• **TASK OBJECTIVE**: Please copy each line from the entries that contains the string "messages".

• **RECORDS TO USE**:
● ● ● ● ● ● ●

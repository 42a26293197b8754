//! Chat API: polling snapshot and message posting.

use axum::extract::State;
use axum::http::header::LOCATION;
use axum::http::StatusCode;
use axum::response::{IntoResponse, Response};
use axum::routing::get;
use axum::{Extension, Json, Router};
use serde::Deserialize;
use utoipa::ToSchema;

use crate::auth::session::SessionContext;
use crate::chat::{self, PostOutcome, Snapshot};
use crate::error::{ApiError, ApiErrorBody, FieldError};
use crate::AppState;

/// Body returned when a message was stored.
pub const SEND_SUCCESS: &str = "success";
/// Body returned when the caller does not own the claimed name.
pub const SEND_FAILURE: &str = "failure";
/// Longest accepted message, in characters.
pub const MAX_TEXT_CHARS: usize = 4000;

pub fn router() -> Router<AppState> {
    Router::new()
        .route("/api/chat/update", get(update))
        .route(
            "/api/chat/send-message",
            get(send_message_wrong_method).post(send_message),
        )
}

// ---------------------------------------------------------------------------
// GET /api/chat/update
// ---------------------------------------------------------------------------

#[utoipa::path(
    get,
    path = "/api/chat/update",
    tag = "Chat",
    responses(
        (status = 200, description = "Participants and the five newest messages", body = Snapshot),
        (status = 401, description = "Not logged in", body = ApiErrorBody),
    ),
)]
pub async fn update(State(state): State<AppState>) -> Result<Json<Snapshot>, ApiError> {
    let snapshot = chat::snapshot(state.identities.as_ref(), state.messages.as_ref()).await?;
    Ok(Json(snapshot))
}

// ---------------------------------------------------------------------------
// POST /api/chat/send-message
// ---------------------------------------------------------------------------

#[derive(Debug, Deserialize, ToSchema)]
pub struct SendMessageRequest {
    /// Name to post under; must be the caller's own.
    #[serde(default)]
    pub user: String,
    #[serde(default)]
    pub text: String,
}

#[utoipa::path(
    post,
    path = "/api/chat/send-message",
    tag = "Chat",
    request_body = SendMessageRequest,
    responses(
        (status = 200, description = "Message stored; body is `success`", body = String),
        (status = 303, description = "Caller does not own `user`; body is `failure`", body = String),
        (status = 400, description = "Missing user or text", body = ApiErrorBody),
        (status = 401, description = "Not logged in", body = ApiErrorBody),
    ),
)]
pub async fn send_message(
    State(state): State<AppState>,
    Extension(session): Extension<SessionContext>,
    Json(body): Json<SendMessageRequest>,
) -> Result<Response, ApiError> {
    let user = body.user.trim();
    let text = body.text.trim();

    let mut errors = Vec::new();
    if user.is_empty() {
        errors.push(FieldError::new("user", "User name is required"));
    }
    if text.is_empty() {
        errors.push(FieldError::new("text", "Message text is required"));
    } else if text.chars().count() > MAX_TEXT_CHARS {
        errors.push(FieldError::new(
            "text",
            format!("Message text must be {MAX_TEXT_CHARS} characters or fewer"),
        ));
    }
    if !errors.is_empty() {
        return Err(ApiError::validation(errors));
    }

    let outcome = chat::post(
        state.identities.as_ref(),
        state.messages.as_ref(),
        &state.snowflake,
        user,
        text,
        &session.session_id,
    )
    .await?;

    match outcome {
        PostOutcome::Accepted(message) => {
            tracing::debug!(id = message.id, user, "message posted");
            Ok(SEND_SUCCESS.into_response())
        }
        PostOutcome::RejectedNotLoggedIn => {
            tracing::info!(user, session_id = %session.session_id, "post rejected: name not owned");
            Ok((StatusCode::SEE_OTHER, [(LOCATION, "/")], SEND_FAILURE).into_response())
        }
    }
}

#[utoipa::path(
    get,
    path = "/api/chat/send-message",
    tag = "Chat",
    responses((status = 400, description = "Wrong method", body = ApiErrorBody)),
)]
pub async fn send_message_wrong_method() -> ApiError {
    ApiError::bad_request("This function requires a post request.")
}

● ● ● ● ● ● ●

• **RESPONSE BOX**:
        (status = 200, description = "Participants and the five newest messages", body = Snapshot),
    let snapshot = chat::snapshot(state.identities.as_ref(), state.messages.as_ref()).await?;
        state.messages.as_ref(),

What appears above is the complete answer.